===== MATERIAL FOR THE TASK =====

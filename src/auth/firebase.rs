//! Firebase Authentication over the Identity Toolkit REST API.
//!
//! # Responsibilities
//! - Verify bearer ID tokens (`accounts:lookup`)
//! - Mint session cookies (`:createSessionCookie`)
//! - Verify session cookies (RS256 JWT against the published JWKS,
//!   then a user lookup for the revocation check)
//!
//! # Design Decisions
//! - One shared `reqwest::Client` for the process lifetime
//! - Signing keys and access tokens are fetched per call, nothing is cached
//! - A missing project id is reported per request, not at startup

use async_trait::async_trait;
use jsonwebtoken::{decode, decode_header, jwk::JwkSet, Algorithm, DecodingKey, Validation};
use serde::Deserialize;
use serde_json::json;
use std::time::Duration;

use crate::auth::provider::{AuthError, Claims, IdentityProvider};
use crate::auth::token_source::AccessTokenSource;
use crate::config::AuthConfig;

const SESSION_ISSUER_PREFIX: &str = "https://session.firebase.google.com/";

/// Firebase Authentication client.
#[derive(Debug, Clone)]
pub struct FirebaseAuth {
    http: reqwest::Client,
    project_id: Option<String>,
    base_url: String,
    keys_url: String,
    tokens: AccessTokenSource,
}

#[derive(Deserialize)]
struct LookupResponse {
    #[serde(default)]
    users: Vec<UserRecord>,
}

#[derive(Deserialize)]
#[serde(rename_all = "camelCase")]
struct UserRecord {
    local_id: String,
    #[serde(default)]
    disabled: bool,
    /// Seconds since epoch, as a decimal string.
    #[serde(default)]
    valid_since: Option<String>,
}

#[derive(Deserialize)]
#[serde(rename_all = "camelCase")]
struct SessionCookieResponse {
    session_cookie: String,
}

#[derive(Deserialize)]
struct ApiErrorBody {
    error: ApiError,
}

#[derive(Deserialize)]
struct ApiError {
    message: String,
}

#[derive(Deserialize)]
struct SessionClaims {
    sub: String,
    #[serde(default)]
    auth_time: Option<i64>,
}

impl FirebaseAuth {
    /// Build a client from the auth configuration.
    pub fn new(config: &AuthConfig) -> Result<Self, AuthError> {
        let http = reqwest::Client::builder()
            .build()
            .map_err(|e| AuthError::Unavailable(format!("http client: {e}")))?;

        let tokens = match &config.access_token {
            Some(token) => AccessTokenSource::Static(token.clone()),
            None => AccessTokenSource::Metadata {
                url: config.metadata_url.clone(),
            },
        };

        if config.project_id.is_none() {
            tracing::warn!("No Firebase project id configured; credential checks will fail");
        }

        Ok(Self {
            http,
            project_id: config.project_id.clone(),
            base_url: config.identity_toolkit_url.trim_end_matches('/').to_string(),
            keys_url: config.session_keys_url(),
            tokens,
        })
    }

    fn project(&self) -> Result<&str, AuthError> {
        self.project_id
            .as_deref()
            .ok_or(AuthError::NotConfigured("project id"))
    }

    /// POST an authorized admin request and decode the JSON reply.
    async fn admin_call<T>(&self, url: &str, body: serde_json::Value) -> Result<T, AuthError>
    where
        T: for<'de> Deserialize<'de>,
    {
        let access_token = self.tokens.token(&self.http).await?;
        let response = self
            .http
            .post(url)
            .bearer_auth(access_token)
            .json(&body)
            .send()
            .await
            .map_err(|e| AuthError::Unavailable(e.to_string()))?;

        let status = response.status();
        if status == reqwest::StatusCode::BAD_REQUEST {
            let message = response
                .json::<ApiErrorBody>()
                .await
                .map(|b| b.error.message)
                .unwrap_or_else(|_| "bad request".to_string());
            return Err(AuthError::Invalid(message));
        }
        if !status.is_success() {
            return Err(AuthError::Unavailable(format!("identity toolkit returned {status}")));
        }

        response
            .json()
            .await
            .map_err(|e| AuthError::Unavailable(format!("malformed response: {e}")))
    }

    /// Look up exactly one user by the given selector.
    async fn lookup(&self, selector: serde_json::Value) -> Result<UserRecord, AuthError> {
        let url = format!("{}/v1/projects/{}/accounts:lookup", self.base_url, self.project()?);
        let reply: LookupResponse = self.admin_call(&url, selector).await?;
        let user = reply
            .users
            .into_iter()
            .next()
            .ok_or_else(|| AuthError::Invalid("no user for credential".to_string()))?;
        if user.disabled {
            return Err(AuthError::Disabled);
        }
        Ok(user)
    }

    async fn decoding_key(&self, kid: &str) -> Result<DecodingKey, AuthError> {
        let jwks: JwkSet = self
            .http
            .get(&self.keys_url)
            .send()
            .await
            .and_then(reqwest::Response::error_for_status)
            .map_err(|e| AuthError::Unavailable(format!("session keys: {e}")))?
            .json()
            .await
            .map_err(|e| AuthError::Unavailable(format!("session keys: {e}")))?;

        let jwk = jwks
            .find(kid)
            .ok_or_else(|| AuthError::Invalid(format!("unknown key id {kid}")))?;
        DecodingKey::from_jwk(jwk).map_err(|e| AuthError::Invalid(e.to_string()))
    }
}

#[async_trait]
impl IdentityProvider for FirebaseAuth {
    async fn verify_session_cookie(&self, cookie: &str) -> Result<Claims, AuthError> {
        let project = self.project()?;

        let header = decode_header(cookie).map_err(|e| AuthError::Invalid(e.to_string()))?;
        let kid = header
            .kid
            .ok_or_else(|| AuthError::Invalid("missing key id".to_string()))?;
        let key = self.decoding_key(&kid).await?;

        let mut validation = Validation::new(Algorithm::RS256);
        validation.set_audience(&[project]);
        validation.set_issuer(&[format!("{SESSION_ISSUER_PREFIX}{project}")]);
        validation.set_required_spec_claims(&["exp", "aud", "iss", "sub"]);

        let data = decode::<SessionClaims>(cookie, &key, &validation)
            .map_err(|e| AuthError::Invalid(e.to_string()))?;
        let claims = data.claims;
        if claims.sub.is_empty() {
            return Err(AuthError::Invalid("empty subject".to_string()));
        }

        let user = self.lookup(json!({ "localId": [claims.sub] })).await?;
        let valid_since = user.valid_since.as_deref().and_then(|v| v.parse::<i64>().ok());
        // A cookie without auth_time predates every revocation.
        if let Some(valid_since) = valid_since {
            if claims.auth_time.unwrap_or(0) < valid_since {
                return Err(AuthError::Revoked);
            }
        }

        Ok(Claims {
            uid: user.local_id,
            auth_time: claims.auth_time,
        })
    }

    async fn verify_id_token(&self, token: &str) -> Result<Claims, AuthError> {
        let user = self.lookup(json!({ "idToken": token })).await?;
        Ok(Claims::new(user.local_id))
    }

    async fn create_session_cookie(&self, token: &str, ttl: Duration) -> Result<String, AuthError> {
        let url = format!("{}/v1/projects/{}:createSessionCookie", self.base_url, self.project()?);
        let reply: SessionCookieResponse = self
            .admin_call(
                &url,
                json!({ "idToken": token, "validDuration": ttl.as_secs().to_string() }),
            )
            .await?;
        Ok(reply.session_cookie)
    }
}
//! Structured logging.
//!
//! # Design Decisions
//! - Uses tracing crate for structured logging
//! - JSON format for production, pretty format for development
//! - Log level configurable via config and `RUST_LOG`

use tracing_subscriber::{layer::SubscriberExt, util::SubscriberInitExt, EnvFilter};

use crate::config::{LogFormat, ObservabilityConfig};

/// Install the global subscriber. Later calls are ignored.
pub fn init(config: &ObservabilityConfig) {
    let filter = EnvFilter::try_new(&config.log_level).unwrap_or_else(|_| EnvFilter::new("info"));

    let registry = tracing_subscriber::registry().with(filter);
    let result = match config.log_format {
        LogFormat::Pretty => registry.with(tracing_subscriber::fmt::layer()).try_init(),
        LogFormat::Json => registry
            .with(tracing_subscriber::fmt::layer().json())
            .try_init(),
    };

    if result.is_err() {
        tracing::debug!("Tracing subscriber already installed");
    }
}
//! Metrics collection and exposition.
//!
//! # Metrics
//! - `content_router_requests_total` (counter): requests by outcome, status
//! - `content_router_request_duration_seconds` (histogram): latency distribution
//! - `content_router_auth_total` (counter): auth checks by method, result
//! - `content_router_object_bytes_total` (counter): bytes served from the store
//!
//! # Design Decisions
//! - Recording without an installed exporter is a no-op
//! - Prometheus endpoint only when an address is configured

use metrics_exporter_prometheus::PrometheusBuilder;
use std::net::SocketAddr;
use std::time::Instant;

/// Start the Prometheus scrape endpoint. Must run inside a Tokio runtime.
pub fn init_metrics(addr: SocketAddr) {
    match PrometheusBuilder::new().with_http_listener(addr).install() {
        Ok(()) => tracing::info!(address = %addr, "Metrics endpoint listening"),
        Err(e) => tracing::error!(address = %addr, error = %e, "Failed to install metrics exporter"),
    }
}

/// Record a finished content request.
pub fn record_request(outcome: &'static str, status: u16, start: Instant) {
    metrics::counter!(
        "content_router_requests_total",
        "outcome" => outcome,
        "status" => status.to_string()
    )
    .increment(1);
    metrics::histogram!("content_router_request_duration_seconds", "outcome" => outcome)
        .record(start.elapsed().as_secs_f64());
}

/// Record one authentication decision.
pub fn record_auth(method: &'static str, result: &'static str) {
    metrics::counter!("content_router_auth_total", "method" => method, "result" => result)
        .increment(1);
}

pub fn record_object_bytes(len: usize) {
    metrics::counter!("content_router_object_bytes_total").increment(len as u64);
}
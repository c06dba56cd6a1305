//! Lifecycle management subsystem.
//!
//! # Data Flow
//! ```text
//! Startup (main.rs):
//!     Load config → Validate → Open clients → Bind listener → Serve
//!
//! Shutdown (shutdown.rs):
//!     Signal received → Stop accepting → Drain in-flight requests → Exit
//!
//! Signals (signals.rs):
//!     SIGTERM/SIGINT → Trigger graceful shutdown
//! ```
//!
//! # Design Decisions
//! - Fail fast: any startup error is fatal, before a port is bound
//! - Listener binds last (traffic only when ready)

pub mod shutdown;
pub mod signals;

pub use shutdown::{Shutdown, ShutdownSignal};
pub use signals::forward_signals;
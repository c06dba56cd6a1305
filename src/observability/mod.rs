//! Observability subsystem.
//!
//! # Data Flow
//! ```text
//! All subsystems produce:
//!     → logging.rs (structured log events)
//!     → metrics.rs (counters, histograms)
//!
//! Consumers:
//!     → Log aggregation (stdout, pretty or JSON)
//!     → Metrics endpoint (Prometheus scrape)
//! ```
//!
//! Request IDs (`x-request-id`) are attached by the HTTP layer and show up
//! in every span opened by the trace layer.

pub mod logging;
pub mod metrics;
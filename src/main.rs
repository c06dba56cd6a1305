//! Content Router
//!
//! Authenticated content proxy built with Tokio and Axum.
//!
//! # Architecture Overview
//!
//! ```text
//!                      ┌──────────────────────────────────────────────────────┐
//!                      │                   CONTENT ROUTER                      │
//!                      │                                                       │
//!  GET /{route}        │  ┌─────────┐   ┌──────────┐   ┌───────────────┐      │
//!  ────────────────────┼─▶│  http   │──▶│ routing  │──▶│     auth      │◀─────┼──▶ Identity
//!                      │  │ server  │   │ rewrite  │   │ cookie/token  │      │    Provider
//!                      │  └─────────┘   └──────────┘   └───────┬───────┘      │
//!                      │       ▲                               │              │
//!                      │       │        redirect / error       │ ok           │
//!                      │       │◀──────────────────────────────┤              │
//!                      │       │                               ▼              │
//!  Response            │       │                        ┌─────────────┐       │
//!  ◀───────────────────┼───────┴────────────────────────│   content   │◀──────┼──▶ Object
//!                      │                                │   server    │       │    Store
//!                      │                                └─────────────┘       │
//!                      │  ┌────────────────────────────────────────────────┐  │
//!                      │  │ config · observability · lifecycle             │  │
//!                      │  └────────────────────────────────────────────────┘  │
//!                      └──────────────────────────────────────────────────────┘
//! ```

use clap::Parser;
use std::path::PathBuf;
use std::process::ExitCode;
use std::sync::Arc;
use tokio::net::TcpListener;

use content_router::auth::FirebaseAuth;
use content_router::config::{load_config, ObservabilityConfig, RouterConfig};
use content_router::content::open_bucket;
use content_router::lifecycle::{forward_signals, Shutdown};
use content_router::observability::{logging, metrics};
use content_router::HttpServer;

#[derive(Parser)]
#[command(name = "content-router")]
#[command(about = "Authenticated content proxy for a Cloud Storage bucket", long_about = None)]
struct Cli {
    /// Optional TOML config file; environment variables take precedence.
    #[arg(short, long, env = "CONTENT_ROUTER_CONFIG")]
    config: Option<PathBuf>,
}

#[tokio::main]
async fn main() -> ExitCode {
    let cli = Cli::parse();

    let config = match load_config(cli.config.as_deref()) {
        Ok(config) => config,
        Err(e) => {
            logging::init(&ObservabilityConfig::default());
            tracing::error!(error = %e, "Configuration rejected");
            return ExitCode::FAILURE;
        }
    };

    logging::init(&config.observability);

    match run(config).await {
        Ok(()) => {
            tracing::info!("Shutdown complete");
            ExitCode::SUCCESS
        }
        Err(e) => {
            tracing::error!(error = %e, "Content router failed");
            ExitCode::FAILURE
        }
    }
}

async fn run(config: RouterConfig) -> Result<(), Box<dyn std::error::Error>> {
    tracing::info!(
        version = env!("CARGO_PKG_VERSION"),
        bucket = %config.storage.bucket,
        firebase_path = %config.storage.firebase_path,
        gcs_path = %config.storage.gcs_path,
        redirect_path = %config.auth.redirect_path,
        content_type_source = ?config.content.content_type_source,
        cache_control = ?config.content.cache_control,
        "Configuration loaded"
    );

    let store = open_bucket(&config.storage)?;
    let provider = Arc::new(FirebaseAuth::new(&config.auth)?);

    if let Some(addr) = &config.observability.metrics_address {
        match addr.parse() {
            Ok(addr) => metrics::init_metrics(addr),
            Err(_) => tracing::error!(metrics_address = %addr, "Failed to parse metrics address"),
        }
    }

    let listener = TcpListener::bind(config.server.bind_address()).await?;
    tracing::info!(address = %listener.local_addr()?, "Listening for connections");

    let shutdown = Shutdown::new();
    tokio::spawn(forward_signals(shutdown.clone()));

    let server = HttpServer::new(config, store, provider);
    server.run(listener, shutdown.subscribe()).await?;
    Ok(())
}
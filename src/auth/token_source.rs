//! OAuth2 access tokens for identity provider admin calls.

use serde::Deserialize;

use crate::auth::provider::AuthError;

/// Where admin access tokens come from.
#[derive(Debug, Clone)]
pub enum AccessTokenSource {
    /// A fixed token, e.g. from `GOOGLE_OAUTH_ACCESS_TOKEN`.
    Static(String),
    /// The instance metadata server of the runtime environment.
    Metadata { url: String },
}

#[derive(Deserialize)]
struct MetadataToken {
    access_token: String,
}

impl AccessTokenSource {
    /// Fetch a token. Metadata tokens are requested on every call.
    pub async fn token(&self, http: &reqwest::Client) -> Result<String, AuthError> {
        match self {
            AccessTokenSource::Static(token) => Ok(token.clone()),
            AccessTokenSource::Metadata { url } => {
                let response = http
                    .get(url)
                    .header("Metadata-Flavor", "Google")
                    .send()
                    .await
                    .and_then(reqwest::Response::error_for_status)
                    .map_err(|e| AuthError::Unavailable(format!("metadata token: {e}")))?;
                let token: MetadataToken = response
                    .json()
                    .await
                    .map_err(|e| AuthError::Unavailable(format!("metadata token: {e}")))?;
                Ok(token.access_token)
            }
        }
    }
}
//! Requested path to storage key translation.
//!
//! # Responsibilities
//! - Rewrite the public path prefix into the bucket prefix
//! - Decide whether a requested route is servable at all
//!
//! # Design Decisions
//! - Replacement is global and non-anchored: every non-overlapping
//!   occurrence of the public prefix is rewritten, not just a leading one
//! - No regex to guarantee O(n) matching

/// Rewrites requested paths into storage keys.
#[derive(Debug, Clone, PartialEq, Eq)]
pub struct PathRewriter {
    from: String,
    to: String,
}

impl PathRewriter {
    pub fn new(from: impl Into<String>, to: impl Into<String>) -> Self {
        Self {
            from: from.into(),
            to: to.into(),
        }
    }

    /// Translate a requested path into a storage key.
    pub fn rewrite(&self, requested_path: &str) -> String {
        rewrite(requested_path, &self.from, &self.to)
    }
}

/// Replace every non-overlapping occurrence of `from` in `path` with `to`.
///
/// An empty `from` leaves the path unchanged.
pub fn rewrite(path: &str, from: &str, to: &str) -> String {
    if from.is_empty() {
        return path.to_string();
    }
    path.replace(from, to)
}

/// True when `route` is non-empty and only contains `[a-zA-Z0-9.=\-/]`.
pub fn is_valid_route(route: &str) -> bool {
    !route.is_empty()
        && route
            .bytes()
            .all(|b| b.is_ascii_alphanumeric() || matches!(b, b'.' | b'=' | b'-' | b'/'))
}

/// Lexically clean a rooted path: collapse repeated `/`, drop `.` segments
/// and resolve `..` against the preceding segment. `..` at the root stays at
/// the root. A trailing `/` survives unless the result is `/` itself.
pub fn clean_path(path: &str) -> String {
    let mut segments: Vec<&str> = Vec::new();
    for segment in path.split('/') {
        match segment {
            "" | "." => {}
            ".." => {
                segments.pop();
            }
            segment => segments.push(segment),
        }
    }

    let mut cleaned = format!("/{}", segments.join("/"));
    if path.ends_with('/') && cleaned != "/" {
        cleaned.push('/');
    }
    cleaned
}
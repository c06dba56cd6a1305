//! Content subsystem.
//!
//! # Data Flow
//! ```text
//! storage key
//!     → store.rs (bucket handle, opened once at startup)
//!     → server.rs (read bytes + content type)
//!     → server.rs (apply header policy)
//!     → Response
//! ```

pub mod server;
pub mod store;

pub use server::{not_found, ContentError, ContentServer, ResponsePolicy, StoredObject};
pub use store::open_bucket;
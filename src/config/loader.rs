//! Configuration loading from disk and the process environment.

use std::fs;
use std::path::Path;
use std::str::FromStr;

use thiserror::Error;

use crate::config::schema::{
    CacheControlMode, ContentTypeSource, LogFormat, RouterConfig, SessionRejection,
};
use crate::config::validation::{validate_config, ValidationError};

/// Error type for configuration loading.
#[derive(Debug, Error)]
pub enum ConfigError {
    #[error("IO error: {0}")]
    Io(#[from] std::io::Error),

    #[error("Parse error: {0}")]
    Parse(#[from] toml::de::Error),

    #[error("invalid value {value:?} for {var}")]
    InvalidEnv { var: &'static str, value: String },

    #[error("Validation failed: {}", join_errors(.0))]
    Validation(Vec<ValidationError>),
}

fn join_errors(errors: &[ValidationError]) -> String {
    errors
        .iter()
        .map(ToString::to_string)
        .collect::<Vec<_>>()
        .join(", ")
}

/// Load and validate configuration.
///
/// Defaults are overlaid by the optional TOML file, then by environment
/// variables. Empty environment values count as unset.
pub fn load_config(path: Option<&Path>) -> Result<RouterConfig, ConfigError> {
    let config = match path {
        Some(path) => {
            let content = fs::read_to_string(path)?;
            toml::from_str(&content)?
        }
        None => RouterConfig::default(),
    };

    let config = apply_env(config, |name| std::env::var(name).ok())?;
    validate_config(&config).map_err(ConfigError::Validation)?;

    Ok(config)
}

/// Overlay environment variables onto `config`.
///
/// `lookup` abstracts the environment so callers can supply their own.
pub fn apply_env<F>(mut config: RouterConfig, lookup: F) -> Result<RouterConfig, ConfigError>
where
    F: Fn(&str) -> Option<String>,
{
    let get = |name: &str| lookup(name).filter(|v| !v.is_empty());

    if let Some(port) = get("PORT") {
        config.server.port = parse_var("PORT", port)?;
    }
    if let Some(bucket) = get("BUCKET") {
        config.storage.bucket = bucket;
    }
    if let Some(path) = get("FIREBASEPATH") {
        config.storage.firebase_path = path;
    }
    if let Some(path) = get("GCSPATH") {
        config.storage.gcs_path = path;
    }
    if let Some(path) = get("REDIRECTPATH") {
        config.auth.redirect_path = path;
    }

    if let Some(source) = get("CONTENT_TYPE_SOURCE") {
        config.content.content_type_source = match source.as_str() {
            "metadata" => ContentTypeSource::FromObjectMetadata,
            "html" => ContentTypeSource::FixedHtml,
            _ => return Err(invalid("CONTENT_TYPE_SOURCE", source)),
        };
    }
    if let Some(mode) = get("CACHE_CONTROL") {
        config.content.cache_control = match mode.as_str() {
            "enabled" => CacheControlMode::Enabled,
            "disabled" => CacheControlMode::Disabled,
            _ => return Err(invalid("CACHE_CONTROL", mode)),
        };
    }
    if let Some(mode) = get("SESSION_REJECTION") {
        config.auth.session_rejection = match mode.as_str() {
            "redirect" => SessionRejection::Redirect,
            "forbidden" => SessionRejection::Forbidden,
            _ => return Err(invalid("SESSION_REJECTION", mode)),
        };
    }

    if let Some(project) = get("FIREBASE_PROJECT_ID").or_else(|| get("GOOGLE_CLOUD_PROJECT")) {
        config.auth.project_id = Some(project);
    }
    if let Some(url) = get("IDENTITY_TOOLKIT_URL") {
        config.auth.identity_toolkit_url = url;
    }
    if let Some(token) = get("GOOGLE_OAUTH_ACCESS_TOKEN") {
        config.auth.access_token = Some(token);
    }

    if let Some(level) = get("RUST_LOG") {
        config.observability.log_level = level;
    }
    if let Some(format) = get("LOG_FORMAT") {
        config.observability.log_format = match format.as_str() {
            "pretty" => LogFormat::Pretty,
            "json" => LogFormat::Json,
            _ => return Err(invalid("LOG_FORMAT", format)),
        };
    }
    if let Some(addr) = get("METRICS_ADDRESS") {
        config.observability.metrics_address = Some(addr);
    }

    Ok(config)
}

fn parse_var<T: FromStr>(var: &'static str, value: String) -> Result<T, ConfigError> {
    value.parse().map_err(|_| invalid(var, value))
}

fn invalid(var: &'static str, value: String) -> ConfigError {
    ConfigError::InvalidEnv { var, value }
}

=====

**YOUR TASK:** Please report every line in the entries above that holds the string "outcome".

**TASK OUTPUT:**
//! - `content_router_requests_total` (counter): requests by outcome, status
pub fn record_request(outcome: &'static str, status: u16, start: Instant) {
        "outcome" => outcome,
    metrics::histogram!("content_router_request_duration_seconds", "outcome" => outcome)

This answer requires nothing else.